Is that the death knell for all percentage-expressed figures? No: there is a way of finding out whether a pundit's prediction is meaningful. You can look at an expert's predictions over time, and see whether her "70 per cent likelies" come out 70 per cent of the time, and whether her "definites" come up every time. Luckily, someone's done this: Philip Tetlock, a researcher at the University of California's business school. He has dedicated 25 years to doing precisely that, examining 284 expert commentators in dozens of fields, assessing their predictions over decades. You can read about Tetlock's work in Dan Gardner's fantastic book Future Babble: Why Expert Predictions Fail and Why We Believe them Anyway, but here's the top line: the experts he looked at would, on average, have been beaten by (in Tetlock's words) "a dart-throwing chimpanzee" – ie they were worse than random guesses.
What he also found, however, was that not all experts were the same. The ones who did worse than the imaginary chimp tended to be the Big Idea thinkers: the ones who have a clear theory about how the world works, and apply it to all situations. Those thinkers tended, paradoxically, to be the most confident. The ones who did (slightly) better than average were the ones who had no clear template, no grand theoretical vision; who accepted the world as complex and uncertain and doubted the ability of anyone, including themselves, to be able to predict it. It's a strange thing to learn: the people who are most certain of the rightness of their predictions are very likely to be wrong; the people who are most likely to be right are the ones who will tell you they probably aren't. This applied equally whether or not someone was Right-wing or Left-wing, a journalist or an academic, a doomsayer or an optimist. When it comes to predicting the future, the best lack all conviction, while the worst are full of passionate intensity.
So what does this tell us about UberFacts's supremely confident but infuriatingly unsourced "95 per cent" claim? Essentially: it's nonsense. It might be possible to make a reasonable guess at the chance of extinction per century, if it's done cautiously. But extending it to 9,000 years is simply taking the (considerable) likelihood that it's wrong and raising it to the power 90. It is a guess, and a meaningless one: in 11012AD there will either be humans, or there won't, and our spacefaring descendants won't know whether they've been lucky or not any more than we do.

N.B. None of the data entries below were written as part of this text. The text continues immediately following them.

#[cfg(test)]
mod tests {
    use super::*;
    use chrono::TimeZone;

    const EPSILON: f64 = 1e-9;

    fn ts() -> DateTime<Utc> {
        Utc.with_ymd_and_hms(2024, 1, 15, 10, 0, 0).unwrap()
    }

    fn parse(line: &str) -> Result<InvocationRecord, ParseFailure> {
        RecordParser::new().parse(line, ts())
    }

    #[test]
    fn test_parse_warm_report_line() {
        let line = "REPORT RequestId: 3f1c8a2e-0001 Duration: 45.67 ms\tBilled Duration: 46 ms\tMemory Size: 512 MB\tMax Memory Used: 128 MB\t";
        let record = parse(line).unwrap();
        assert_eq!(record.request_id, "3f1c8a2e-0001");
        assert_eq!(record.timestamp, ts());
        assert!((record.duration_ms - 45.67).abs() < EPSILON);
        assert!((record.billed_duration_ms - 46.0).abs() < EPSILON);
        assert_eq!(record.memory_configured_mb, 512);
        assert!((record.memory_used_mb - 128.0).abs() < EPSILON);
        assert_eq!(record.init_duration_ms, None);
        assert_eq!(record.restore_duration_ms, None);
    }

    #[test]
    fn test_parse_cold_start_report_line() {
        let line = "REPORT RequestId: abc-123 Duration: 102.30 ms Billed Duration: 103 ms Memory Size: 128 MB Max Memory Used: 70 MB Init Duration: 234.56 ms";
        let record = parse(line).unwrap();
        assert!(record.is_cold_start());
        assert!((record.init_duration_ms.unwrap() - 234.56).abs() < EPSILON);
        assert!((record.duration_ms - 102.30).abs() < EPSILON);
    }

    #[test]
    fn test_parse_restore_report_line_with_xray_suffix() {
        let line = "REPORT RequestId: snap-1 Duration: 12.00 ms Billed Duration: 310 ms Memory Size: 1024 MB Max Memory Used: 150 MB Restore Duration: 297.85 ms XRAY TraceId: 1-65a4 SegmentId: 7b3 Sampled: true";
        let record = parse(line).unwrap();
        assert!(record.is_snapstart_restore());
        assert!(!record.is_cold_start());
        assert!((record.restore_duration_ms.unwrap() - 297.85).abs() < EPSILON);
    }

    #[test]
    fn test_units_are_normalized() {
        let line = "REPORT RequestId: u-1 Duration: 1.5 s Billed Duration: 1500ms Memory Size: 1 GB Max Memory Used: 512 MB Init Duration: 250000 us";
        let record = parse(line).unwrap();
        assert!((record.duration_ms - 1500.0).abs() < EPSILON);
        assert!((record.billed_duration_ms - 1500.0).abs() < EPSILON);
        assert_eq!(record.memory_configured_mb, 1024);
        assert!((record.init_duration_ms.unwrap() - 250.0).abs() < EPSILON);
    }

    #[test]
    fn test_numeric_fields_survive_reserialization() {
        let cases = [(0.0, 1.0, 128, 1.0), (45.67, 46.0, 512, 128.0), (9999.99, 10000.0, 10240, 4096.0)];
        for (duration, billed, memory, used) in cases {
            let line = format!(
                "REPORT RequestId: r Duration: {:.2} ms Billed Duration: {} ms Memory Size: {} MB Max Memory Used: {} MB",
                duration, billed, memory, used
            );
            let record = parse(&line).unwrap();
            assert!((record.duration_ms - duration).abs() < EPSILON, "{}", line);
            assert!((record.billed_duration_ms - billed).abs() < EPSILON, "{}", line);
            assert_eq!(record.memory_configured_mb, memory);
            assert!((record.memory_used_mb - used).abs() < EPSILON, "{}", line);
        }
    }

    #[test]
    fn test_missing_required_field() {
        let line = "REPORT RequestId: abc Duration: 10.0 ms Memory Size: 128 MB Max Memory Used: 64 MB";
        let failure = parse(line).unwrap_err();
        assert_eq!(failure.reason, ParseFailureReason::MissingField("Billed Duration"));
        assert_eq!(failure.line, line);
        assert_eq!(failure.reason.code(), "missing_field");
    }

    #[test]
    fn test_non_numeric_value() {
        let line = "REPORT RequestId: abc Duration: fast ms Billed Duration: 10 ms Memory Size: 128 MB Max Memory Used: 64 MB";
        let failure = parse(line).unwrap_err();
        assert!(matches!(
            failure.reason,
            ParseFailureReason::InvalidNumber { field: "Duration", .. }
        ));
    }

    #[test]
    fn test_unknown_unit() {
        let line = "REPORT RequestId: abc Duration: 10.0min Billed Duration: 10 ms Memory Size: 128 MB Max Memory Used: 64 MB";
        let failure = parse(line).unwrap_err();
        assert!(matches!(failure.reason, ParseFailureReason::UnknownUnit { .. }));
    }

    #[test]
    fn test_negative_duration_rejected() {
        let line = "REPORT RequestId: abc Duration: -3.0 ms Billed Duration: 10 ms Memory Size: 128 MB Max Memory Used: 64 MB";
        let failure = parse(line).unwrap_err();
        assert_eq!(failure.reason.code(), "negative_value");
    }

    #[test]
    fn test_unrelated_line_is_unrecognized() {
        for line in ["START RequestId: abc Version: $LATEST", "END RequestId: abc", "hello world", ""] {
            let failure = parse(line).unwrap_err();
            assert_eq!(failure.reason, ParseFailureReason::UnrecognizedShape, "{}", line);
        }
    }

    #[test]
    fn test_memory_overuse_is_kept() {
        let line = "REPORT RequestId: abc Duration: 10.0 ms Billed Duration: 10 ms Memory Size: 128 MB Max Memory Used: 130 MB";
        let record = parse(line).unwrap();
        assert!((record.memory_used_mb - 130.0).abs() < EPSILON);
    }

    #[test]
    fn test_parse_json_platform_report() {
        let line = r#"{"time":"2024-01-15T10:05:00.123Z","type":"platform.report","record":{"requestId":"json-1","metrics":{"durationMs":45.5,"billedDurationMs":46,"memorySizeMB":256,"maxMemoryUsedMB":90,"initDurationMs":310.2},"status":"success"}}"#;
        let record = parse(line).unwrap();
        assert_eq!(record.request_id, "json-1");
        assert_eq!(
            record.timestamp,
            Utc.with_ymd_and_hms(2024, 1, 15, 10, 5, 0).unwrap()
                + chrono::Duration::milliseconds(123)
        );
        assert_eq!(record.memory_configured_mb, 256);
        assert!((record.init_duration_ms.unwrap() - 310.2).abs() < EPSILON);
    }

    #[test]
    fn test_json_other_event_type_is_unrecognized() {
        let line = r#"{"time":"2024-01-15T10:05:00Z","type":"platform.start","record":{"requestId":"x"}}"#;
        assert_eq!(
            parse(line).unwrap_err().reason,
            ParseFailureReason::UnrecognizedShape
        );
    }

    #[test]
    fn test_json_non_numeric_metric() {
        let line = r#"{"type":"platform.report","record":{"requestId":"x","metrics":{"durationMs":"slow","billedDurationMs":1,"memorySizeMB":128,"maxMemoryUsedMB":1}}}"#;
        assert_eq!(parse(line).unwrap_err().reason.code(), "invalid_json");
    }

    #[test]
    fn test_parse_batch_counts_failures() {
        let events = vec![
            LogEvent::new(ts(), "REPORT RequestId: a Duration: 1 ms Billed Duration: 1 ms Memory Size: 128 MB Max Memory Used: 60 MB"),
            LogEvent::new(ts(), "garbage"),
            LogEvent::new(ts(), "REPORT RequestId: b Duration: 1 ms Memory Size: 128 MB Max Memory Used: 60 MB"),
            LogEvent::new(ts(), "REPORT RequestId: c Duration: 2 ms Billed Duration: 2 ms Memory Size: 128 MB Max Memory Used: 61 MB"),
        ];
        let outcome = RecordParser::new().parse_batch(&events);
        assert_eq!(outcome.records.len(), 2);
        assert_eq!(outcome.failure_count(), 2);
        let counts = outcome.failure_counts();
        assert_eq!(counts.get("unrecognized_shape"), Some(&1));
        assert_eq!(counts.get("missing_field"), Some(&1));
    }

    #[test]
    fn test_parse_log_tail_finds_last_report() {
        let tail = "START RequestId: a Version: $LATEST\n\
                    {\"level\":\"info\",\"msg\":\"handled\"}\n\
                    END RequestId: a\n\
                    REPORT RequestId: a\tDuration: 12.50 ms\tBilled Duration: 13 ms\tMemory Size: 256 MB\tMax Memory Used: 70 MB\tInit Duration: 180.00 ms\t\n";
        let record = RecordParser::new()
            .parse_log_tail(tail, ts())
            .expect("report present")
            .expect("report parses");
        assert_eq!(record.request_id, "a");
        assert_eq!(record.init_duration_ms, Some(180.0));
        assert_eq!(record.memory_configured_mb, 256);

        assert!(RecordParser::new()
            .parse_log_tail("START RequestId: a\nEND RequestId: a\n", ts())
            .is_none());
    }
}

But there is a wider lesson to learn than that you probably shouldn't trust huge sweeping predictions on Twitter. It's that you shouldn't trust sweeping predictions at all. Anyone who says that the euro is definitely going to collapse, or that climate change is definitely going to cause wars, or that humanity is 95 per cent doomed, is no doubt utterly sure of themselves, but is also, very probably, guessing.